Fig. 5(b) illustrates another definition used in the simplified method. ‘Statistical withstand voltage’ Vw
(also named ‘statistical BIL’) is the crest value of a standard lightning impulse for which the insulation
exhibits a 90% probability of withstand (a 10% probability of failure).

The ‘statistical safety factor’ is defined to be the ratio of the ‘statistical withstand voltage’ Vw to
‘statistical overvoltage’ Vs.
-- o --

Similar to the concept of ‘risk of failure’, the ‘statistical safety factor’ concept permits a quantitative
evaluation of the risk of breakdown. The ‘statistical safety factor’ calculation is relatively simple since
the complete distribution functions for overvoltage and withstand of insulation is not required.

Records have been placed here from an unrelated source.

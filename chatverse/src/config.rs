//! Configuration system for the `ChatVerse` client.
//!
//! Supports layered configuration with the following priority (highest first):
//! 1. CLI arguments
//! 2. Environment variables (via clap `env` attribute)
//! 3. TOML config file (`~/.config/chatverse/config.toml`)
//! 4. Compiled defaults
//!
//! Missing config file is not an error (defaults are used). An explicit
//! `--config` path that doesn't exist is an error.

use std::path::PathBuf;
use std::time::Duration;

/// Errors that can occur when loading configuration.
#[derive(Debug, thiserror::Error)]
pub enum ConfigError {
    /// Failed to read the configuration file.
    #[error("failed to read config file {path}: {source}")]
    ReadFile {
        /// Path that was attempted.
        path: PathBuf,
        /// Underlying I/O error.
        source: std::io::Error,
    },

    /// Failed to parse the TOML configuration.
    #[error("failed to parse config file: {0}")]
    ParseToml(#[from] toml::de::Error),
}

// ---------------------------------------------------------------------------
// TOML file structs (all fields Option for partial overrides)
// ---------------------------------------------------------------------------

/// Top-level TOML config file structure.
#[derive(Debug, Default, serde::Deserialize)]
#[serde(default)]
struct ConfigFile {
    session: SessionFileConfig,
    sync: SyncFileConfig,
    presence: PresenceFileConfig,
}

/// `[session]` section of the config file.
#[derive(Debug, Default, serde::Deserialize)]
#[serde(default)]
struct SessionFileConfig {
    username: Option<String>,
    user_id: Option<String>,
}

/// `[sync]` section of the config file.
#[derive(Debug, Default, serde::Deserialize)]
#[serde(default)]
struct SyncFileConfig {
    event_buffer: Option<usize>,
    backend_buffer: Option<usize>,
    page_size: Option<usize>,
    reconnect_base_delay_ms: Option<u64>,
    reconnect_max_delay_ms: Option<u64>,
    reconnect_max_attempts: Option<u32>,
}

/// `[presence]` section of the config file.
#[derive(Debug, Default, serde::Deserialize)]
#[serde(default)]
struct PresenceFileConfig {
    typing_timeout_secs: Option<u64>,
}

// ---------------------------------------------------------------------------
// Resolved configuration (concrete types, all fields populated)
// ---------------------------------------------------------------------------

/// Fully resolved client configuration.
#[derive(Debug, Clone)]
pub struct ClientConfig {
    // -- Session --
    /// Display name to connect with.
    pub username: Option<String>,
    /// Stable user id to connect as.
    pub user_id: Option<String>,

    // -- Sync --
    /// Buffer size for the client event channel.
    pub event_buffer: usize,
    /// Buffer size for the backend frame channel.
    pub backend_buffer: usize,
    /// Default page size for message listing.
    pub page_size: usize,
    /// First reconnect delay.
    pub reconnect_base_delay: Duration,
    /// Reconnect delay cap.
    pub reconnect_max_delay: Duration,
    /// Reconnect attempts before giving up.
    pub reconnect_max_attempts: u32,

    // -- Presence --
    /// Typing indicator inactivity timeout.
    pub typing_timeout: Duration,
}

impl Default for ClientConfig {
    fn default() -> Self {
        Self {
            username: None,
            user_id: None,
            event_buffer: 64,
            backend_buffer: 256,
            page_size: 50,
            reconnect_base_delay: Duration::from_millis(100),
            reconnect_max_delay: Duration::from_secs(5),
            reconnect_max_attempts: 5,
            typing_timeout: Duration::from_secs(3),
        }
    }
}

impl ClientConfig {
    /// Load configuration by merging CLI args, env vars, and a TOML file.
    ///
    /// CLI args and env vars are parsed via `clap`. If `--config` is given
    /// and the file does not exist, returns an error. If no `--config` is
    /// given, the default path (`~/.config/chatverse/config.toml`) is tried
    /// and silently ignored if missing.
    ///
    /// # Errors
    ///
    /// Returns [`ConfigError`] if the explicit config file cannot be read
    /// or parsed.
    pub fn load(cli: &CliArgs) -> Result<Self, ConfigError> {
        let file = load_config_file(cli.config.as_deref())?;
        Ok(Self::resolve(cli, &file))
    }

    /// Resolve a `ClientConfig` from CLI args and a parsed config file.
    ///
    /// Priority: CLI > file > default. This is separated from `load()` to
    /// enable unit testing without CLI parsing.
    #[must_use]
    fn resolve(cli: &CliArgs, file: &ConfigFile) -> Self {
        let defaults = Self::default();

        Self {
            username: cli
                .username
                .clone()
                .or_else(|| file.session.username.clone()),
            user_id: cli.user_id.clone().or_else(|| file.session.user_id.clone()),
            event_buffer: file.sync.event_buffer.unwrap_or(defaults.event_buffer),
            backend_buffer: file.sync.backend_buffer.unwrap_or(defaults.backend_buffer),
            page_size: file.sync.page_size.unwrap_or(defaults.page_size),
            reconnect_base_delay: file
                .sync
                .reconnect_base_delay_ms
                .map_or(defaults.reconnect_base_delay, Duration::from_millis),
            reconnect_max_delay: file
                .sync
                .reconnect_max_delay_ms
                .map_or(defaults.reconnect_max_delay, Duration::from_millis),
            reconnect_max_attempts: file
                .sync
                .reconnect_max_attempts
                .unwrap_or(defaults.reconnect_max_attempts),
            typing_timeout: file
                .presence
                .typing_timeout_secs
                .map_or(defaults.typing_timeout, Duration::from_secs),
        }
    }
}

/// CLI arguments parsed by clap.
#[derive(clap::Parser, Debug, Default)]
#[command(version, about = "Realtime chat synchronization client")]
pub struct CliArgs {
    /// Display name to connect with.
    #[arg(long, env = "CHATVERSE_USERNAME")]
    pub username: Option<String>,

    /// Stable user id to connect as.
    #[arg(long, env = "CHATVERSE_USER_ID")]
    pub user_id: Option<String>,

    /// Path to config file (default: `~/.config/chatverse/config.toml`).
    #[arg(short, long)]
    pub config: Option<PathBuf>,

    /// Log level filter (trace, debug, info, warn, error).
    #[arg(long, default_value = "info", env = "CHATVERSE_LOG")]
    pub log_level: String,

    /// Path to log file (default: stderr only).
    #[arg(long)]
    pub log_file: Option<PathBuf>,
}

// ---------------------------------------------------------------------------
// Internal helpers
// ---------------------------------------------------------------------------

/// Load and parse a TOML config file.
///
/// If `explicit_path` is `Some`, the file must exist (error if not).
/// If `explicit_path` is `None`, the default path is tried and missing file
/// is treated as empty config.
fn load_config_file(explicit_path: Option<&std::path::Path>) -> Result<ConfigFile, ConfigError> {
    let path = if let Some(p) = explicit_path {
        let contents = std::fs::read_to_string(p).map_err(|e| ConfigError::ReadFile {
            path: p.to_path_buf(),
            source: e,
        })?;
        return Ok(toml::from_str(&contents)?);
    } else {
        let Some(config_dir) = dirs::config_dir() else {
            // No config dir available — use defaults.
            return Ok(ConfigFile::default());
        };
        config_dir.join("chatverse").join("config.toml")
    };

    match std::fs::read_to_string(&path) {
        Ok(contents) => Ok(toml::from_str(&contents)?),
        Err(e) if e.kind() == std::io::ErrorKind::NotFound => Ok(ConfigFile::default()),
        Err(e) => Err(ConfigError::ReadFile { path, source: e }),
    }
}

Figure 5 ‘Statistical overvoltage’ and ‘statistical withstand voltage’.

In Fig.6 functions PO(V) and Pb(V) are plotted for three different cases of insulation strength but keeping
the distribution of overvoltage occurrence the same. The density function PO(V) is the same in (a) to (c)
and the cumulative function Pb(V) is gradually shifted to the right (towards high values of V). This
corresponds to increasing the insulation strength by either using thicker insulation or material of higher
insulation strength. As a result of the relative shift of the two curves ( PO(V) and Pb(V) ) the ‘risk of
failure’ and the ‘statistical safety factor’ will vary.
Figure 6 The statistical safety factor and its relation to the risk of failure

The relation between the ‘statistical safety factor’ and the ‘risk of failure’ is plotted in Figure 6(d). It is
clear that an increase in the statistical safety factor corresponds to a reduction of the risk of failure. At
the same time, this will cause an increase in the cost of insulation.

Non-Self-Restoring Insulations

The above treatment applies to self-restoring insulations. In the case of non-self-restoring insulations
the electrical withstand is expressed in terms of actual (deterministic) breakdown values.